Student: I have a 7.

Me: How did you know?

Student: I saw a 7 and a 4 and I knew that was 28.  I thought how many 28s do I need to make 196?  28 is close to 30, and 7 x 30 is 210.  That's close to 196.  So I tried 7 x 28 in my mind.  I know 7 x 8 is 56, and 7 x 20 is 140.  140 + 56 = 196.  That's how I figured it out.

Me: Nice!  (Turning to the dealer)  How did you get 196?

Student: I knew 7 x 7 was 49.  To do 49 x 4 I first multiplied 49 x 2.  That's 98.  Then I added 98 +98.  I know 100 + 100 is 200, so 98 + 98 is 2 less than 200.  That's 196.

Me (to myself): Did we just have a number talk?

     It was time for the students to switch centers.  As the next group moved in (another group of 4 that the teacher had informed me was the "low" group),  I realized that I had been fortunate.  What if the factors had been different?  Say a 7, 8, and a 6?  That would have increased the difficulty, both for me and the kids!  Just to be on the safe side, I quickly rigged a deck with the numbers 1-5, a few 6s, and some 10s.

It was right in their wheelhouse.  The dealer multiplied 2 x 3 and got 6, then multiplied 6 and 6 to get 36.  The student with the 3 on his forehead responded first.  He said he knew 6 x 2 was 12, and that two 12s was 24, and another 12 made 36.  And that's how 4-Way Salute! was born.

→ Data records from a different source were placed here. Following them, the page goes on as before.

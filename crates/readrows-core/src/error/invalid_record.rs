use super::Error;

/// Error when the element type of a scan target cannot hold a row.
///
/// This is raised before any row is read, when the slots a record binds
/// disagree with the fields it describes.
#[derive(Debug)]
pub(super) struct InvalidRecord {
    ty: &'static str,
    message: Box<str>,
}

impl std::error::Error for InvalidRecord {}

impl core::fmt::Display for InvalidRecord {
    fn fmt(&self, f: &mut core::fmt::Formatter) -> core::fmt::Result {
        write!(f, "invalid record type `{}`: {}", self.ty, self.message)
    }
}

impl Error {
    /// Creates an invalid record error for the named concrete type.
    pub fn invalid_record(ty: &'static str, message: impl Into<String>) -> Error {
        Error::from(super::ErrorKind::InvalidRecord(InvalidRecord {
            ty,
            message: message.into().into(),
        }))
    }

    /// Returns `true` if this error is an invalid record error.
    pub fn is_invalid_record(&self) -> bool {
        matches!(self.kind(), super::ErrorKind::InvalidRecord(_))
    }
}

I could hardly wait to get back to school and tell Theresa.  I showed her the 7, 7, and 4 and asked her how she might multiply the numbers together.  She thought for a moment.
  "I'd multiply 7 x 7 first and get 49.  Then 49 x 4.  40 x 4 is 160, 9 x 4 is 36.  160 + 36 = 196."
  A different, but no less effective strategy.

  Would you like to give it a try?

The product is 126.  What's the missing factor?  How did you figure it out?

Again, the product is 126.  But now you're able to see the 7 and 6.  Is finding the missing factor harder or easier?  Why?Did this player have an advantage?

What about now?

     I haven't had a chance to explore the many possibilities that this variation of traditional Salute! has to offer.  If you've got some time left in your school year, give it a try!